Los domingos eran de pasta. Después de la comida siempre se
quedaba escuchando música, sobre todo tango -era un enamorado
de Francisco de Caro- o ponía clásicos de Alfred Hitchcock en la
tele y hacía comentarios como si estuviera en un cineclub de barrio. A
Manolo le gustaba comentar sobre todo, un hábito que había adquirido
con sus amigos anticuarios de San Telmo, cuando todavía podía
juntarse a tomar café y no estaba pendiente de su diálisis. 
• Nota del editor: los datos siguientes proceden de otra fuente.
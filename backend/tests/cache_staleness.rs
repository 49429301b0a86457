//! Global-feed cache: reads inside the TTL window are eventually consistent
//! with writes, and an explicit purge makes new state visible.

#[allow(dead_code)]
mod support;

use std::sync::Arc;

use actix_web::test;
use backend::domain::ports::{FixtureStore, PageCache};
use support::{create_post, init_app, login, state};

#[actix_web::test]
async fn writes_inside_the_window_stay_invisible_until_purge() {
    let store = Arc::new(FixtureStore::new());
    let http_state = state(&store);
    let app = init_app(http_state.clone()).await;

    // Prime the cache with the empty feed.
    let before = test::read_body(
        test::call_service(&app, test::TestRequest::get().uri("/").to_request()).await,
    )
    .await;

    let cookie = login(&app, "ada").await;
    create_post(&app, &cookie, "invisible for now", None).await;

    let stale = test::read_body(
        test::call_service(&app, test::TestRequest::get().uri("/").to_request()).await,
    )
    .await;
    assert_eq!(before, stale, "cached render must not see the new post");

    http_state
        .page_cache
        .purge(&http_state.cache_policy.prefix)
        .await
        .expect("purge");

    let fresh = test::read_body(
        test::call_service(&app, test::TestRequest::get().uri("/").to_request()).await,
    )
    .await;
    assert_ne!(before, fresh, "purged cache must re-render");
    let fresh_text = String::from_utf8(fresh.to_vec()).expect("utf8 body");
    assert!(fresh_text.contains("invisible for now"));
}

#[actix_web::test]
async fn each_page_caches_under_its_own_key() {
    let store = Arc::new(FixtureStore::new());
    let http_state = state(&store);
    let app = init_app(http_state).await;
    let cookie = login(&app, "ada").await;
    for n in 1..=12 {
        create_post(&app, &cookie, &format!("post {n}"), None).await;
    }

    let first = test::read_body(
        test::call_service(&app, test::TestRequest::get().uri("/").to_request()).await,
    )
    .await;
    let second = test::read_body(
        test::call_service(
            &app,
            test::TestRequest::get().uri("/?page=2").to_request(),
        )
        .await,
    )
    .await;
    assert_ne!(first, second, "pages under the shared prefix stay distinct");
}
//! Response DTOs for the HTTP adapter.
//!
//! Domain read models convert into these plain shapes; timestamps render as
//! RFC 3339 strings so clients never see internal representations.

use pagination::Page;
use serde::Serialize;
use utoipa::ToSchema;

use crate::domain::{
    CommentEntry, Group, GroupFeed, PostDetail, PostEntry, ProfileFeed, User,
};

/// Author columns rendered with a feed entry.
#[derive(Debug, Clone, Serialize, ToSchema)]
pub struct AuthorResponse {
    /// Author identifier.
    pub id: String,
    /// Author handle for profile links.
    pub username: String,
}

/// Group columns rendered with a feed entry.
#[derive(Debug, Clone, Serialize, ToSchema)]
pub struct GroupSummaryResponse {
    /// Display title.
    pub title: String,
    /// URL-safe identifier for group links.
    pub slug: String,
}

/// One post in a feed or detail response.
#[derive(Debug, Clone, Serialize, ToSchema)]
pub struct PostResponse {
    /// Post identifier.
    pub id: String,
    /// Post author.
    pub author: AuthorResponse,
    /// Group summary, when the post is grouped.
    #[serde(skip_serializing_if = "Option::is_none")]
    pub group: Option<GroupSummaryResponse>,
    /// Body text.
    pub text: String,
    /// Whether an image attachment is stored for the post.
    pub has_image: bool,
    /// Creation timestamp, RFC 3339.
    pub created_at: String,
}

impl From<PostEntry> for PostResponse {
    fn from(entry: PostEntry) -> Self {
        Self {
            id: entry.id.to_string(),
            author: AuthorResponse {
                id: entry.author.id.to_string(),
                username: entry.author.username.into(),
            },
            group: entry.group.map(|group| GroupSummaryResponse {
                title: group.title,
                slug: group.slug.into(),
            }),
            text: entry.text.into(),
            has_image: entry.has_image,
            created_at: entry.created_at.to_rfc3339(),
        }
    }
}

/// One comment under a post detail response.
#[derive(Debug, Clone, Serialize, ToSchema)]
pub struct CommentResponse {
    /// Comment identifier.
    pub id: String,
    /// Comment author.
    pub author: AuthorResponse,
    /// Body text.
    pub text: String,
    /// Creation timestamp, RFC 3339.
    pub created_at: String,
}

impl From<CommentEntry> for CommentResponse {
    fn from(entry: CommentEntry) -> Self {
        Self {
            id: entry.id.to_string(),
            author: AuthorResponse {
                id: entry.author.id.to_string(),
                username: entry.author.username.into(),
            },
            text: entry.text.into(),
            created_at: entry.created_at.to_rfc3339(),
        }
    }
}

/// One page of posts plus paging controls.
#[derive(Debug, Clone, Serialize, ToSchema)]
pub struct FeedPageResponse {
    /// Posts on this page, newest first.
    pub items: Vec<PostResponse>,
    /// 1-based page number after clamping.
    pub page: usize,
    /// Fixed page size.
    pub page_size: usize,
    /// Total posts across all pages.
    pub total_items: usize,
    /// Total pages.
    pub total_pages: usize,
    /// Whether a later page exists.
    pub has_next: bool,
    /// Whether an earlier page exists.
    pub has_previous: bool,
}

impl From<Page<PostEntry>> for FeedPageResponse {
    fn from(page: Page<PostEntry>) -> Self {
        let number = page.number();
        let page_size = page.page_size();
        let total_items = page.total_items();
        let total_pages = page.total_pages();
        let has_next = page.has_next();
        let has_previous = page.has_previous();
        Self {
            items: page.into_items().into_iter().map(PostResponse::from).collect(),
            page: number,
            page_size,
            total_items,
            total_pages,
            has_next,
            has_previous,
        }
    }
}

/// A group record.
#[derive(Debug, Clone, Serialize, ToSchema)]
pub struct GroupResponse {
    /// Display title.
    pub title: String,
    /// URL-safe identifier.
    pub slug: String,
    /// Free-form description.
    pub description: String,
}

impl From<Group> for GroupResponse {
    fn from(group: Group) -> Self {
        Self {
            title: group.title,
            slug: group.slug.into(),
            description: group.description,
        }
    }
}

/// Group page: the group record plus its posts.
#[derive(Debug, Clone, Serialize, ToSchema)]
pub struct GroupFeedResponse {
    /// The group itself.
    pub group: GroupResponse,
    /// Posts filtered to the group.
    pub feed: FeedPageResponse,
}

impl From<GroupFeed> for GroupFeedResponse {
    fn from(view: GroupFeed) -> Self {
        Self {
            group: view.group.into(),
            feed: view.page.into(),
        }
    }
}

/// A registered user.
#[derive(Debug, Clone, Serialize, ToSchema)]
pub struct UserResponse {
    /// Stable identifier.
    pub id: String,
    /// Unique handle.
    pub username: String,
}

impl From<User> for UserResponse {
    fn from(user: User) -> Self {
        Self {
            id: user.id.to_string(),
            username: user.username.into(),
        }
    }
}

/// Author profile page.
#[derive(Debug, Clone, Serialize, ToSchema)]
pub struct ProfileResponse {
    /// The profiled author.
    pub author: UserResponse,
    /// Total post count for the author.
    pub post_count: usize,
    /// Whether the viewer follows this author; absent for anonymous viewers.
    #[serde(skip_serializing_if = "Option::is_none")]
    pub following: Option<bool>,
    /// The author's posts.
    pub feed: FeedPageResponse,
}

impl From<ProfileFeed> for ProfileResponse {
    fn from(view: ProfileFeed) -> Self {
        Self {
            author: view.author.into(),
            post_count: view.post_count,
            following: view.following,
            feed: view.page.into(),
        }
    }
}

/// Single-post page with its comment thread.
#[derive(Debug, Clone, Serialize, ToSchema)]
pub struct PostDetailResponse {
    /// The post.
    pub post: PostResponse,
    /// Total post count for the post's author.
    pub author_post_count: usize,
    /// Every comment, oldest first.
    pub comments: Vec<CommentResponse>,
}

impl From<PostDetail> for PostDetailResponse {
    fn from(view: PostDetail) -> Self {
        Self {
            post: view.post.into(),
            author_post_count: view.author_post_count,
            comments: view.comments.into_iter().map(CommentResponse::from).collect(),
        }
    }
}

/// Context for rendering the create/edit post form.
#[derive(Debug, Clone, Serialize, ToSchema)]
pub struct PostFormContextResponse {
    /// Whether the form edits an existing post.
    pub is_edit: bool,
    /// The post being edited, absent on create.
    #[serde(skip_serializing_if = "Option::is_none")]
    pub post: Option<PostResponse>,
    /// Group choices for the form's select field.
    pub groups: Vec<GroupResponse>,
}
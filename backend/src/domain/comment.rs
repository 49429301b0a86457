//! Comment records attached to posts.
//!
//! Comments are created only by authenticated users and are immutable
//! afterwards; no edit or delete surface exists.

use std::fmt;

use chrono::{DateTime, Utc};
use serde::{Deserialize, Serialize};
use utoipa::ToSchema;
use uuid::Uuid;

use super::post::PostId;
use super::user::UserId;

/// Validation errors returned by [`CommentText::new`].
#[derive(Debug, Clone, PartialEq, Eq, thiserror::Error)]
pub enum CommentValidationError {
    /// Text is empty after trimming.
    #[error("comment text must not be empty")]
    EmptyText,
}

/// Stable comment identifier stored as a UUID.
#[derive(Debug, Clone, Copy, PartialEq, Eq, Hash, Serialize, Deserialize, ToSchema)]
#[serde(transparent)]
pub struct CommentId(Uuid);

impl CommentId {
    /// Generate a new random identifier.
    #[must_use]
    pub fn random() -> Self {
        Self(Uuid::new_v4())
    }

    /// Wrap an existing UUID (e.g. read back from storage).
    #[must_use]
    pub fn from_uuid(id: Uuid) -> Self {
        Self(id)
    }

    /// Access the underlying UUID.
    #[must_use]
    pub fn as_uuid(&self) -> Uuid {
        self.0
    }
}

impl fmt::Display for CommentId {
    fn fmt(&self, f: &mut fmt::Formatter<'_>) -> fmt::Result {
        self.0.fmt(f)
    }
}

/// Comment body text, non-empty after trimming.
#[derive(Debug, Clone, PartialEq, Eq, Serialize, Deserialize, ToSchema)]
#[serde(try_from = "String", into = "String")]
pub struct CommentText(String);

impl CommentText {
    /// Validate and construct comment body text.
    pub fn new(value: impl Into<String>) -> Result<Self, CommentValidationError> {
        let value = value.into();
        if value.trim().is_empty() {
            return Err(CommentValidationError::EmptyText);
        }
        Ok(Self(value))
    }

    /// Borrow the underlying text.
    #[must_use]
    pub fn as_str(&self) -> &str {
        self.0.as_str()
    }
}

impl AsRef<str> for CommentText {
    fn as_ref(&self) -> &str {
        self.as_str()
    }
}

impl From<CommentText> for String {
    fn from(value: CommentText) -> Self {
        value.0
    }
}

impl TryFrom<String> for CommentText {
    type Error = CommentValidationError;

    fn try_from(value: String) -> Result<Self, Self::Error> {
        Self::new(value)
    }
}

/// A stored comment record.
#[derive(Debug, Clone, PartialEq)]
pub struct Comment {
    /// Stable identifier.
    pub id: CommentId,
    /// Post the comment belongs to.
    pub post: PostId,
    /// Commenting user; always taken from the session identity.
    pub author: UserId,
    /// Body text.
    pub text: CommentText,
    /// Creation timestamp.
    pub created_at: DateTime<Utc>,
}

impl Comment {
    /// Create a new comment on `post` authored by `author`.
    #[must_use]
    pub fn create(post: PostId, author: UserId, text: CommentText) -> Self {
        Self {
            id: CommentId::random(),
            post,
            author,
            text,
            created_at: Utc::now(),
        }
    }
}

#[cfg(test)]
mod tests {
    use super::*;

    #[test]
    fn blank_text_is_rejected() {
        assert_eq!(CommentText::new(" \t"), Err(CommentValidationError::EmptyText));
    }

    #[test]
    fn create_binds_post_and_author() {
        let post = PostId::random();
        let author = UserId::random();
        let comment = Comment::create(post, author, CommentText::new("nice").expect("text"));
        assert_eq!(comment.post, post);
        assert_eq!(comment.author, author);
    }
}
Decía lo que pensaba sin filtros. Para él, los políticos eran unos
inútiles y los músicos que no leían unos burros. Puteaba, siempre
puteaba, como cuando iba a la cancha de Argentinos Juniors con
el baterista Norberto Minichillo en los ’60. Se quejaba de las
grandes instituciones, aunque había pertenecido al directorio de
Sadaic y del Fondo Nacional de las Artes. Rechazó el premio Konex
porque no se lo habían dado primero al Cuchi y aunque le habían
otorgado grandes reconocimientos como el Premio Nacional de la
Música, a veces sentía que no era escuchado. Si encontraba un
interlocutor interesado podía sacar postales de la época del setenta
cuando revolucionaron la escena con el Negro Lagos y Dino Saluzzi.
Disfrutaba de las charlas largas sin horario -así habían sido las
tertulias en la casa de su padre con pintores, músicos y poetas- una
ceremonia que repetía con amigos.

LEER MÁSHimno a la medianoche

“Mora, traéle otro café para el pibe y a mí tráeme una coca”, le decía a
su hija. La voz de Manolo, gruesa y mandona, retumbaba en la casa.
Con su hija, la menor de tres hermanos -Alejandro y Pablo-a la que le
dedicó “Mora”, una de sus composiciones más emblemáticas, tenían
un paso de comedia. Manolo le pedía algo, guiñaba un ojo y la
apuraba con tono de cascarrabias: “Dale nena, traéle algo de comer al
pibe que se va a morir de hambre”. Del otro lado de la habitación,
Mora llegaba con paso apurado, ceño fruncido, con un platito con
masas o sanguchitos. “Esto es para el chico. Vos papá, no podés”.
Parecía una comedia italiana. La escena se repetía tres o más veces
durante una entrevista. 
Después, ya cansado de hablar de sí mismo, de cómo le querían tirar
piedras cuando mostró su “Chacarera sin segunda” que duraba como
quince minutos, de cómo convenció a un funcionario para crear la
Escuela de Música Popular de Avellaneda, de cómo eran las cenas
con Salgán, el Mono Villegas y el Cuchi, se despedía, daba una
palmada sobre el hombro con ternura y se iba lento con su más de
metro ochenta de altura. La sensación era de nostalgia, porque una
conversación, una clase, o un concierto de Manolo Juárez no querías
que terminara nunca. Siempre esperabas el bis.